[Records from a data collection]
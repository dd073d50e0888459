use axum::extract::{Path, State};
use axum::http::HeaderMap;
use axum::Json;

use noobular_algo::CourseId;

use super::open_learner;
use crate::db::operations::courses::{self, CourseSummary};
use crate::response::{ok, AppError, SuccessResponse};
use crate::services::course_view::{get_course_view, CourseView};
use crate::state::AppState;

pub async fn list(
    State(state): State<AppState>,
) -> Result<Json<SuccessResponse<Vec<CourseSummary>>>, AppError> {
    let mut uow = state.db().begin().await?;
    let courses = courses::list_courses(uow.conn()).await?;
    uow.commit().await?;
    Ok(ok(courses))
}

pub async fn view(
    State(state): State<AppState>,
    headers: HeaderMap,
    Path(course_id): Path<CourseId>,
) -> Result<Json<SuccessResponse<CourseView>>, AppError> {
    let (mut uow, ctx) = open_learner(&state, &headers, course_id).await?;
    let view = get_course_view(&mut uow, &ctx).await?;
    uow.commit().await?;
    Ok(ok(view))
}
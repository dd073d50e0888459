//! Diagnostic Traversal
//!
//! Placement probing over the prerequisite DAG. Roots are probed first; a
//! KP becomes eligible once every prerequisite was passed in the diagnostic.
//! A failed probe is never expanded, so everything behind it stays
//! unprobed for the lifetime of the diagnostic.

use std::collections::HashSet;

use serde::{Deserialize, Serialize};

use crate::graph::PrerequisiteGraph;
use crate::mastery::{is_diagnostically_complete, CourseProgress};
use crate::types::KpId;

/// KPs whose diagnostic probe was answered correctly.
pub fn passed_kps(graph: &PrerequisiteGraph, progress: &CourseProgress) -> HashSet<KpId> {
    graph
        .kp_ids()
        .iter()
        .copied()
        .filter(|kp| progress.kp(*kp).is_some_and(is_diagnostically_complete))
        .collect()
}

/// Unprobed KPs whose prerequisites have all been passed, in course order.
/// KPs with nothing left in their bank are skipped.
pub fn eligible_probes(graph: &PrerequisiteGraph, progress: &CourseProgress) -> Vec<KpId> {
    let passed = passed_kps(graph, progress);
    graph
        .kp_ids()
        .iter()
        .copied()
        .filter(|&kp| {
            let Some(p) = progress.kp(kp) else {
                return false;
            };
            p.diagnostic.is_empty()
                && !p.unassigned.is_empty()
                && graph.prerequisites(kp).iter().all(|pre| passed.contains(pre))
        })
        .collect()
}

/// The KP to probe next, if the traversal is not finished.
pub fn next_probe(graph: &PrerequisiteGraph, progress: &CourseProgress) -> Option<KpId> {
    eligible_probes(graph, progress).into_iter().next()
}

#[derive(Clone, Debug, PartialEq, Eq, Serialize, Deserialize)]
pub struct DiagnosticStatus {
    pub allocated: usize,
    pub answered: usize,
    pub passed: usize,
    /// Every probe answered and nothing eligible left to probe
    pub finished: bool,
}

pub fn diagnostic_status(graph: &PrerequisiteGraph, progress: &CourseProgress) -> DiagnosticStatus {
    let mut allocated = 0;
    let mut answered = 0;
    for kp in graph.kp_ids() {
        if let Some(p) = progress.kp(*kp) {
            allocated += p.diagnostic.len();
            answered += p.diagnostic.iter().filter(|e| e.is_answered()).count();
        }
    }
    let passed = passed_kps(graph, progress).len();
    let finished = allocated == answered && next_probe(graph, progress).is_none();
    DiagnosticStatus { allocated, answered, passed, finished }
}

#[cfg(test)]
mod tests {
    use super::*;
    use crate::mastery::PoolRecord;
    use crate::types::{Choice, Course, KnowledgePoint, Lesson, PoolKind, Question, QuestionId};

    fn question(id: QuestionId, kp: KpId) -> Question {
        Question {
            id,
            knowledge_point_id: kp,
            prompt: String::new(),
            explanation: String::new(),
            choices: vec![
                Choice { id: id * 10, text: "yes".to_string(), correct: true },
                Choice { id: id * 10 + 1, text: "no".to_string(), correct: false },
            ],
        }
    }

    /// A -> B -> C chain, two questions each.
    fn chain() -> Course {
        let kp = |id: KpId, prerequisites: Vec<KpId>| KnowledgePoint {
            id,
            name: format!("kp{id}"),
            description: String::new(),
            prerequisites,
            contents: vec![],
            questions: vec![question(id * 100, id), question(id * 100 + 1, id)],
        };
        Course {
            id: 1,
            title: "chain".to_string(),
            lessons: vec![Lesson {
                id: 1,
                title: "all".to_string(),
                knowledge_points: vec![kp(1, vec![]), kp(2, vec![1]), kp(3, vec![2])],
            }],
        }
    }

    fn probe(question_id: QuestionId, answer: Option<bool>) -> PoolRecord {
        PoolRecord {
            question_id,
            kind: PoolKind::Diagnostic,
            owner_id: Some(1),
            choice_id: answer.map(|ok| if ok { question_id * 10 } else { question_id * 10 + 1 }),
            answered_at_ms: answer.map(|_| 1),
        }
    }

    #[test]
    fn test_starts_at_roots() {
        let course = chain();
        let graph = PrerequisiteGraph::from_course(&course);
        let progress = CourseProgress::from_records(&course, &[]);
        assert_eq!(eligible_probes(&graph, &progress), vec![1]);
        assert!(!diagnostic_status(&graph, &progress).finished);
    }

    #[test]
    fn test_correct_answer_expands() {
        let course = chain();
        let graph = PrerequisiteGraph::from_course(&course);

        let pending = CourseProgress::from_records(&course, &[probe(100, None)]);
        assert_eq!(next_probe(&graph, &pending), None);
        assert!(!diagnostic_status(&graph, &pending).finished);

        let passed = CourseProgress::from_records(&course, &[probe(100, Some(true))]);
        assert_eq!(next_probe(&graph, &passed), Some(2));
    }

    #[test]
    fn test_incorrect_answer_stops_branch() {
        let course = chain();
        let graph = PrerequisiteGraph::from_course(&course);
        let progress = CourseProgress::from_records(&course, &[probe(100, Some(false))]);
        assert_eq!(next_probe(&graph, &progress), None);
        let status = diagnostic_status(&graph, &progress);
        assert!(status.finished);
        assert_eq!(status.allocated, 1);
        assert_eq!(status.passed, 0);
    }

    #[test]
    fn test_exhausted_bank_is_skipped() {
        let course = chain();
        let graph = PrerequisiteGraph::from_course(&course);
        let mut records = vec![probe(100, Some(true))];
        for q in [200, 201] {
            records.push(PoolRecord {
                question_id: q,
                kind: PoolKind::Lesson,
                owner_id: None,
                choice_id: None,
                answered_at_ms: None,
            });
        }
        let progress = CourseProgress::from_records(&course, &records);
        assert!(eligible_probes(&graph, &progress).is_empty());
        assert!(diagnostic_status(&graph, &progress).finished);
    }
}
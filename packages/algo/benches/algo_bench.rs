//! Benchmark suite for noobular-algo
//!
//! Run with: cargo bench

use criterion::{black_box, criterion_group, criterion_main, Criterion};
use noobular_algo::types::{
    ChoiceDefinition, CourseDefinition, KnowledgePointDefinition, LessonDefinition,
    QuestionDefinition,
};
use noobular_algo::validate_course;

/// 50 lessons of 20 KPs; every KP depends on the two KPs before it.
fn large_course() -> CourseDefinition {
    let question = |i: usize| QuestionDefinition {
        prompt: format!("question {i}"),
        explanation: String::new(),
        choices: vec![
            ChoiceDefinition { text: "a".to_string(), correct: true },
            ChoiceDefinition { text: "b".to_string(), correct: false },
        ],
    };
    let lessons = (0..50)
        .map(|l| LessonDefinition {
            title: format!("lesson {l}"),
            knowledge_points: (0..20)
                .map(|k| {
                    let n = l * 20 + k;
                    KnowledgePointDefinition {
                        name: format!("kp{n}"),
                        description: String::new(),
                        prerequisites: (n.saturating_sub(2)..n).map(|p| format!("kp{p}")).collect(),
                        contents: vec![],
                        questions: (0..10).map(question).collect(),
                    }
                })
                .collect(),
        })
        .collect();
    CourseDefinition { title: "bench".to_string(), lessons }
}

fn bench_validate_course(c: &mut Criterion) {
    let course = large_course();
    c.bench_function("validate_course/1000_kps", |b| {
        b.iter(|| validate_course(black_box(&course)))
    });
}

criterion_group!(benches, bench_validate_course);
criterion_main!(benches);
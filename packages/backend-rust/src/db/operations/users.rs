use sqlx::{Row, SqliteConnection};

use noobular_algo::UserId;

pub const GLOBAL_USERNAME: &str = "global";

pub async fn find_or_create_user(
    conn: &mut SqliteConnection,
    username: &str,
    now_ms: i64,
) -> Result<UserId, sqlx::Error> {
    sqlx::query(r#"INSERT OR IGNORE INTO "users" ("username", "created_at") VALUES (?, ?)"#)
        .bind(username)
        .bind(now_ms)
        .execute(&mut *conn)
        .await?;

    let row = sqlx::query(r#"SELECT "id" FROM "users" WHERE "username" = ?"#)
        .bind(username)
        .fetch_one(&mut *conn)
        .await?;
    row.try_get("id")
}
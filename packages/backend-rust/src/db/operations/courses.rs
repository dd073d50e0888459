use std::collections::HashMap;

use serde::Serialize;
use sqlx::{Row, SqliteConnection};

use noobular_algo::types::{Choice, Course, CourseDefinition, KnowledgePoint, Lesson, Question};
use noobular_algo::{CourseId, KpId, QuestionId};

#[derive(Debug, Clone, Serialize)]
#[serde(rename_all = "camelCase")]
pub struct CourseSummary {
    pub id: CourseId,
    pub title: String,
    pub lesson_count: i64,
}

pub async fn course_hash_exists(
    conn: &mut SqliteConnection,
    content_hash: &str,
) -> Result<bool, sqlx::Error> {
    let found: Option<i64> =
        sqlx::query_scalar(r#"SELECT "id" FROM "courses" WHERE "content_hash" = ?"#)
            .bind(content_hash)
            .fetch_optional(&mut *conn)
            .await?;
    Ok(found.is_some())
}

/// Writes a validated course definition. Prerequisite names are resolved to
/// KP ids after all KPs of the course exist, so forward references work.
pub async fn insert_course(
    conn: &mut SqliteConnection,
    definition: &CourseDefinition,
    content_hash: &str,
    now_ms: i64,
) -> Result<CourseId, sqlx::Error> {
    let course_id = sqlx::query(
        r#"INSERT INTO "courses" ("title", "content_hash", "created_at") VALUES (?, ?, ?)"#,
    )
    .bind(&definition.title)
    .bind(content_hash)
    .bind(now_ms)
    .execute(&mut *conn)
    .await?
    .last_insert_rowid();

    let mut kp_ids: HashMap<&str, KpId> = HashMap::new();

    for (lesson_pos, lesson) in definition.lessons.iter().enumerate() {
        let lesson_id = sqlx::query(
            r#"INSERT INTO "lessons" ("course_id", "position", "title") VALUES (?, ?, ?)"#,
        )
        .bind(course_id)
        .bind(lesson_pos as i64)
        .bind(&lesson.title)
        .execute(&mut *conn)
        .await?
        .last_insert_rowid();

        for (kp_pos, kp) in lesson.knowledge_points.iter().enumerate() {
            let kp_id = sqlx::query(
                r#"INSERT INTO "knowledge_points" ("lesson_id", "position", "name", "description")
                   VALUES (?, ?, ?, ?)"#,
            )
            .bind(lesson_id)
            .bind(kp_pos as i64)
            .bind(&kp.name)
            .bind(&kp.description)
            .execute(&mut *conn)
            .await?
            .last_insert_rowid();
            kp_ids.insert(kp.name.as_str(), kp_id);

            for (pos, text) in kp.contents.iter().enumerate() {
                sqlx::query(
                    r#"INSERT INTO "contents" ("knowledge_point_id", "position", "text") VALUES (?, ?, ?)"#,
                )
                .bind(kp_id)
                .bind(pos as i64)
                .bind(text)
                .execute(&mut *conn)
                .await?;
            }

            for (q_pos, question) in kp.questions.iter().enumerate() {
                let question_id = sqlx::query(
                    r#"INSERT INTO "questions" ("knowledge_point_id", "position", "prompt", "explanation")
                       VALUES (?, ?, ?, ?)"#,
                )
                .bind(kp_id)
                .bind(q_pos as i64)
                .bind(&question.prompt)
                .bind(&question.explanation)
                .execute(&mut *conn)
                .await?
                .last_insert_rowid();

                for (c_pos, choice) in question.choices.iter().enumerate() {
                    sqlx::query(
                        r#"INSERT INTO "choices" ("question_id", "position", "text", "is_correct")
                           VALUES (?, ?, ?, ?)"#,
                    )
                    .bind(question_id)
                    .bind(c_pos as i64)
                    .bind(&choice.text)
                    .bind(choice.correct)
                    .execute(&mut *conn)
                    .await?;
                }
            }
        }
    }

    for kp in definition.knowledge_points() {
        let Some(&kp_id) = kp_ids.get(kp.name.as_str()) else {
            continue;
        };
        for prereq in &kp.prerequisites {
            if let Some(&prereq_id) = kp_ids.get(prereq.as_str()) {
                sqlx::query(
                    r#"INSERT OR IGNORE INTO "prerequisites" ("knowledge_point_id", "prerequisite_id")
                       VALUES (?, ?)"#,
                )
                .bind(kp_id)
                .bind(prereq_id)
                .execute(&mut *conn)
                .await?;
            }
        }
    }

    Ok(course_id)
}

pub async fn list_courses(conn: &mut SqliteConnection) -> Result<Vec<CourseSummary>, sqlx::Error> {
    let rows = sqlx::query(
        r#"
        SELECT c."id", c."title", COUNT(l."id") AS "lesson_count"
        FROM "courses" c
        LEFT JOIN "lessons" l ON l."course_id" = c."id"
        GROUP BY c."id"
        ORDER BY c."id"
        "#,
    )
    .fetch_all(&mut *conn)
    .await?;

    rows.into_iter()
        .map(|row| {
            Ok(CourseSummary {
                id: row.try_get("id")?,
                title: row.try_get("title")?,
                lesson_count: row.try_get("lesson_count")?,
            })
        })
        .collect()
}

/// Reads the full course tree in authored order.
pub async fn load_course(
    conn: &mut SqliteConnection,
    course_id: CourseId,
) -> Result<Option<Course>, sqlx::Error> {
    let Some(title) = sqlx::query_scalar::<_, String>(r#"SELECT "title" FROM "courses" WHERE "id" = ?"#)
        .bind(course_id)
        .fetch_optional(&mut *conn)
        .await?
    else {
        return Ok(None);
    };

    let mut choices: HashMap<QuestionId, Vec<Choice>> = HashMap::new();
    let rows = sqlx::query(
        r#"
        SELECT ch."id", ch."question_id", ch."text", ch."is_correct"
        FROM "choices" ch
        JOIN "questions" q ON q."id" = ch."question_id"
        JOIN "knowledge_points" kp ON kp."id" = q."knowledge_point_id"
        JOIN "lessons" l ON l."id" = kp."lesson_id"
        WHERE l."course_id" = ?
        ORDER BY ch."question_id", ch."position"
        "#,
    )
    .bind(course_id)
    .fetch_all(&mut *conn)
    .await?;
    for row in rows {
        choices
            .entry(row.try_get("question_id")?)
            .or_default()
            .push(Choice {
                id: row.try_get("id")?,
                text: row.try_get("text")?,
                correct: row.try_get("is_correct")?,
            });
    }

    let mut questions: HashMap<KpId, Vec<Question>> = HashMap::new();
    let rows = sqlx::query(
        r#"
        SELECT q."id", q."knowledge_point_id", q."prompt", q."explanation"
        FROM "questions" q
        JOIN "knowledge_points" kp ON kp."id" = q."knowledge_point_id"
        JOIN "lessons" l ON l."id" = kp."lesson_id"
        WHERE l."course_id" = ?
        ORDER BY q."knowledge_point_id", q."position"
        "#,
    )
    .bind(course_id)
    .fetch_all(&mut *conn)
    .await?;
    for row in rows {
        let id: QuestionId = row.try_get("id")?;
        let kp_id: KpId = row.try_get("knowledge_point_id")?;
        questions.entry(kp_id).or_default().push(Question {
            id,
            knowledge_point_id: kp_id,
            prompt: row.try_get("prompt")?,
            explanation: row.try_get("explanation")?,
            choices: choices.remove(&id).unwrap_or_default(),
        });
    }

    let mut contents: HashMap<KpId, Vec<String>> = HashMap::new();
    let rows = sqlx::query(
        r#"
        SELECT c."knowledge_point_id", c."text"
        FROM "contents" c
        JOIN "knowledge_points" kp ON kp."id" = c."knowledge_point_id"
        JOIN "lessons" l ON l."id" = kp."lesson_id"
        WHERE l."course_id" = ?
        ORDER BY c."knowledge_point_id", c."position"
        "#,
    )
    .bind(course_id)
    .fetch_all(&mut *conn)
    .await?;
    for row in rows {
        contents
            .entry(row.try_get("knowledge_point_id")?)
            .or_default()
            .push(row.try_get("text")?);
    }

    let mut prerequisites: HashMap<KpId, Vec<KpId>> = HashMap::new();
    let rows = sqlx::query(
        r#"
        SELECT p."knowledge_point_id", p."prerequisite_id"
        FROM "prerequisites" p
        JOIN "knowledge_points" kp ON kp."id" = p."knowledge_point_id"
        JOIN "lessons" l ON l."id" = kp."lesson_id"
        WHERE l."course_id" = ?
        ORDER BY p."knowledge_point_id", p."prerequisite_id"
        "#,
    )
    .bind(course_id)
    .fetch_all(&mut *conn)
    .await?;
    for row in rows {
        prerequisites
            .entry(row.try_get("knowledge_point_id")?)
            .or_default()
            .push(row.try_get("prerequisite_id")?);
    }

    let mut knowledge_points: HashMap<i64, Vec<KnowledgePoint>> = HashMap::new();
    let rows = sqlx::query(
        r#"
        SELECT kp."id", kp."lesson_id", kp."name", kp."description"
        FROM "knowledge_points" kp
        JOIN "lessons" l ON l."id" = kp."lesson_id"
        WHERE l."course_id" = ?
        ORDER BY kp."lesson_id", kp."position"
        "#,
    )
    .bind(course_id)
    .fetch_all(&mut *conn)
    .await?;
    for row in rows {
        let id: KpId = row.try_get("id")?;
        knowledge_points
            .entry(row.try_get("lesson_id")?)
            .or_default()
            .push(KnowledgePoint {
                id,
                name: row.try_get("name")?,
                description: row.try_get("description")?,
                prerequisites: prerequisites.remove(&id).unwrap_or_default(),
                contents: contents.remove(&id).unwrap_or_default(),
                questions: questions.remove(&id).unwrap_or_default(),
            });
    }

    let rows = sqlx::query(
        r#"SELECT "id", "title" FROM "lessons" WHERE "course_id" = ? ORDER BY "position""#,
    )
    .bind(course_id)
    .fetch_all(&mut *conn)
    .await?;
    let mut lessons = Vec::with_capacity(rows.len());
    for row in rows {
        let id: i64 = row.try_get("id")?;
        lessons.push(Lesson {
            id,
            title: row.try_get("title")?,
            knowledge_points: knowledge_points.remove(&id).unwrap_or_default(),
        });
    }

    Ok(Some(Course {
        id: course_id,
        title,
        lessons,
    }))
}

Your assignment — Read through the lines above and collect those that contain the string "users".

Solution for this problem —
filename packages/backend-rust/src/db/operations/users.rs
    sqlx::query(r#"INSERT OR IGNORE INTO "users" ("username", "created_at") VALUES (?, ?)"#)
    let row = sqlx::query(r#"SELECT "id" FROM "users" WHERE "username" = ?"#)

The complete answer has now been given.